MKL thread priorities

MKL thread priorities

Hello All,

In version 11 of the Linux-based MKL, is it possible to either:
1) specify the pthread attributes to be used when creating any MKL threads,
or
2)  have the MKL threads perform a callback to a user specified function to allow a user to override the default thread attributes
     e.g. the thread priority?

If not, will the next version of the Linux MKL support such features?

Thanks in advance,

Bob

7 Beiträge / 0 neu
Letzter Beitrag
Nähere Informationen zur Compiler-Optimierung finden Sie in unserem Optimierungshinweis.

Bob,

MKL's threading layer is based on OpenMP. You cannot control MKL threads using pthread controls. You can, of course, use pthread to spawn user threads in your application, and call into MKL from each user thread. There are some particularities you need to be careful about, if you're considering this useage model. Please see the discussion here: http://software.intel.com/sites/products/documentation/doclib/mkl_sa/11/...

Zhang

>>...MKL's threading layer is based on OpenMP. You cannot control MKL threads using pthread controls....

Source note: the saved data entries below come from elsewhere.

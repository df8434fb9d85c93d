//! Database Connection Management
//!
//! Core connection and schema bootstrap for the page store, using
//! libsql (embedded SQLite).
//!
//! # Architecture
//!
//! - **Path-agnostic**: accepts any valid `PathBuf`
//! - **Idempotent schema**: `CREATE TABLE IF NOT EXISTS`, safe to run on
//!   every startup
//! - **WAL mode**: Write-Ahead Logging for concurrent readers
//! - **No enforced tree integrity**: `parent_id` is a plain integer column;
//!   acyclicity and cascade semantics are the service layer's job, not the
//!   store's
//!
//! # Connection Pattern
//!
//! Use `connect_with_timeout()` in async functions. The 5-second busy
//! timeout makes concurrent operations wait and retry instead of failing
//! immediately with `SQLITE_BUSY`.

use crate::db::error::DatabaseError;
use libsql::{Builder, Database};
use std::path::PathBuf;
use std::sync::Arc;

/// Database service managing the libsql connection and the pages schema
///
/// # Examples
///
/// ```no_run
/// use pagetree_core::db::DatabaseService;
/// use std::path::PathBuf;
///
/// #[tokio::main]
/// async fn main() -> Result<(), Box<dyn std::error::Error>> {
///     let db = DatabaseService::new(PathBuf::from("./data/pages.db")).await?;
///     let conn = db.connect_with_timeout().await?;
///     # let _ = conn;
///     Ok(())
/// }
/// ```
#[derive(Debug, Clone)]
pub struct DatabaseService {
    /// libsql database handle (wrapped in Arc for sharing)
    pub db: Arc<Database>,

    /// Path to the database file
    pub db_path: PathBuf,
}

impl DatabaseService {
    /// Open (or create) the database at `db_path` and bootstrap the schema.
    ///
    /// # Errors
    ///
    /// Returns `DatabaseError` if the parent directory cannot be created,
    /// the file cannot be opened, or schema initialization fails.
    pub async fn new(db_path: PathBuf) -> Result<Self, DatabaseError> {
        if let Some(parent) = db_path.parent() {
            if !parent.exists() {
                std::fs::create_dir_all(parent)?;
            }
        }

        let db = Builder::new_local(&db_path)
            .build()
            .await
            .map_err(|e| DatabaseError::open_failed(db_path.clone(), e))?;

        let service = Self {
            db: Arc::new(db),
            db_path,
        };

        service.initialize_schema().await?;

        Ok(service)
    }

    /// Execute a PRAGMA statement.
    ///
    /// PRAGMA statements return rows, so query() must be used instead of
    /// execute().
    async fn execute_pragma(
        &self,
        conn: &libsql::Connection,
        pragma: &str,
    ) -> Result<(), DatabaseError> {
        let mut stmt = conn.prepare(pragma).await.map_err(|e| {
            DatabaseError::sql_execution(format!("failed to prepare '{}': {}", pragma, e))
        })?;
        let _ = stmt.query(()).await.map_err(|e| {
            DatabaseError::sql_execution(format!("failed to execute '{}': {}", pragma, e))
        })?;
        Ok(())
    }

    /// Create tables and indexes; enable WAL, busy timeout, and foreign
    /// keys.
    ///
    /// The `pages` table is the flat hierarchy store: `parent_id` points at
    /// another row (0 = root sentinel) and `uri` is the materialized slug
    /// path, nullable because it is derived after insertion.
    ///
    /// `navigation_links` carries no foreign key on purpose: cascading
    /// delete of links is owned by the hierarchy mutator, inside its own
    /// transaction.
    async fn initialize_schema(&self) -> Result<(), DatabaseError> {
        let conn = self.connect_with_timeout().await?;

        self.execute_pragma(&conn, "PRAGMA journal_mode = WAL")
            .await?;
        self.execute_pragma(&conn, "PRAGMA busy_timeout = 5000")
            .await?;
        self.execute_pragma(&conn, "PRAGMA foreign_keys = ON")
            .await?;

        conn.execute(
            "CREATE TABLE IF NOT EXISTS pages (
                id INTEGER PRIMARY KEY AUTOINCREMENT,
                slug TEXT NOT NULL,
                title TEXT NOT NULL,
                uri TEXT,
                parent_id INTEGER NOT NULL DEFAULT 0,
                layout_id INTEGER NOT NULL DEFAULT 0,
                css TEXT,
                js TEXT,
                meta_title TEXT,
                meta_keywords TEXT,
                meta_description TEXT,
                rss_enabled INTEGER NOT NULL DEFAULT 0,
                comments_enabled INTEGER NOT NULL DEFAULT 0,
                is_home INTEGER NOT NULL DEFAULT 0,
                status TEXT NOT NULL DEFAULT 'draft',
                restricted_to INTEGER,
                revision_id INTEGER NOT NULL DEFAULT 0,
                \"order\" INTEGER NOT NULL DEFAULT 0,
                created_on DATETIME DEFAULT CURRENT_TIMESTAMP,
                updated_on DATETIME
            )",
            (),
        )
        .await
        .map_err(|e| {
            DatabaseError::sql_execution(format!("failed to create pages table: {}", e))
        })?;

        conn.execute(
            "CREATE TABLE IF NOT EXISTS navigation_links (
                id INTEGER PRIMARY KEY AUTOINCREMENT,
                title TEXT NOT NULL,
                page_id INTEGER NOT NULL,
                position INTEGER NOT NULL DEFAULT 0
            )",
            (),
        )
        .await
        .map_err(|e| {
            DatabaseError::sql_execution(format!(
                "failed to create navigation_links table: {}",
                e
            ))
        })?;

        self.create_indexes(&conn).await?;

        Ok(())
    }

    /// Indexes backing the hot lookups: uri resolution, hierarchy walks,
    /// home-page fetch, and sibling ordering.
    async fn create_indexes(&self, conn: &libsql::Connection) -> Result<(), DatabaseError> {
        conn.execute(
            "CREATE INDEX IF NOT EXISTS idx_pages_uri ON pages(uri)",
            (),
        )
        .await
        .map_err(|e| {
            DatabaseError::sql_execution(format!("failed to create index 'idx_pages_uri': {}", e))
        })?;

        conn.execute(
            "CREATE INDEX IF NOT EXISTS idx_pages_parent ON pages(parent_id)",
            (),
        )
        .await
        .map_err(|e| {
            DatabaseError::sql_execution(format!(
                "failed to create index 'idx_pages_parent': {}",
                e
            ))
        })?;

        conn.execute(
            "CREATE INDEX IF NOT EXISTS idx_pages_home ON pages(is_home)",
            (),
        )
        .await
        .map_err(|e| {
            DatabaseError::sql_execution(format!("failed to create index 'idx_pages_home': {}", e))
        })?;

        conn.execute(
            "CREATE INDEX IF NOT EXISTS idx_pages_sibling ON pages(parent_id, \"order\")",
            (),
        )
        .await
        .map_err(|e| {
            DatabaseError::sql_execution(format!(
                "failed to create index 'idx_pages_sibling': {}",
                e
            ))
        })?;

        conn.execute(
            "CREATE INDEX IF NOT EXISTS idx_links_page ON navigation_links(page_id)",
            (),
        )
        .await
        .map_err(|e| {
            DatabaseError::sql_execution(format!("failed to create index 'idx_links_page': {}", e))
        })?;

        Ok(())
    }

    /// Get a synchronous connection handle.
    ///
    /// Prefer `connect_with_timeout()` in async contexts; this is for
    /// single-threaded code where the connection never crosses an await
    /// point.
    pub fn connect(&self) -> Result<libsql::Connection, DatabaseError> {
        self.db.connect().map_err(DatabaseError::LibsqlError)
    }

    /// Get a connection with the 5s busy timeout applied.
    ///
    /// The default choice for async code: the timeout makes concurrent
    /// operations wait on a locked database instead of failing with
    /// `SQLITE_BUSY`.
    pub async fn connect_with_timeout(&self) -> Result<libsql::Connection, DatabaseError> {
        let conn = self.connect()?;
        self.execute_pragma(&conn, "PRAGMA busy_timeout = 5000")
            .await?;
        Ok(conn)
    }
}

I agree with that and MKL OpenMP threads should have Normal priority. You could to "walk" through the created threads in order to change priorities to Above Normal or High ( performance improvement was ~1% or less ). A change to Realtime is Not recommended and I did Not see any performance improvements ( it was opposite, that is, performance degraded, for very large data sets ) and my tests were done on a Windows platform.

Take into account that Realtime threads will preempt almost all the rest threads including virtual memory management threads.

>>...If not, will the next version of the Linux MKL support such features?

My opinion is that it does not make sense for Intel MKL team to implement such functionality. Try to use a workaround, that is, "walk" the threads and change priorities if you need.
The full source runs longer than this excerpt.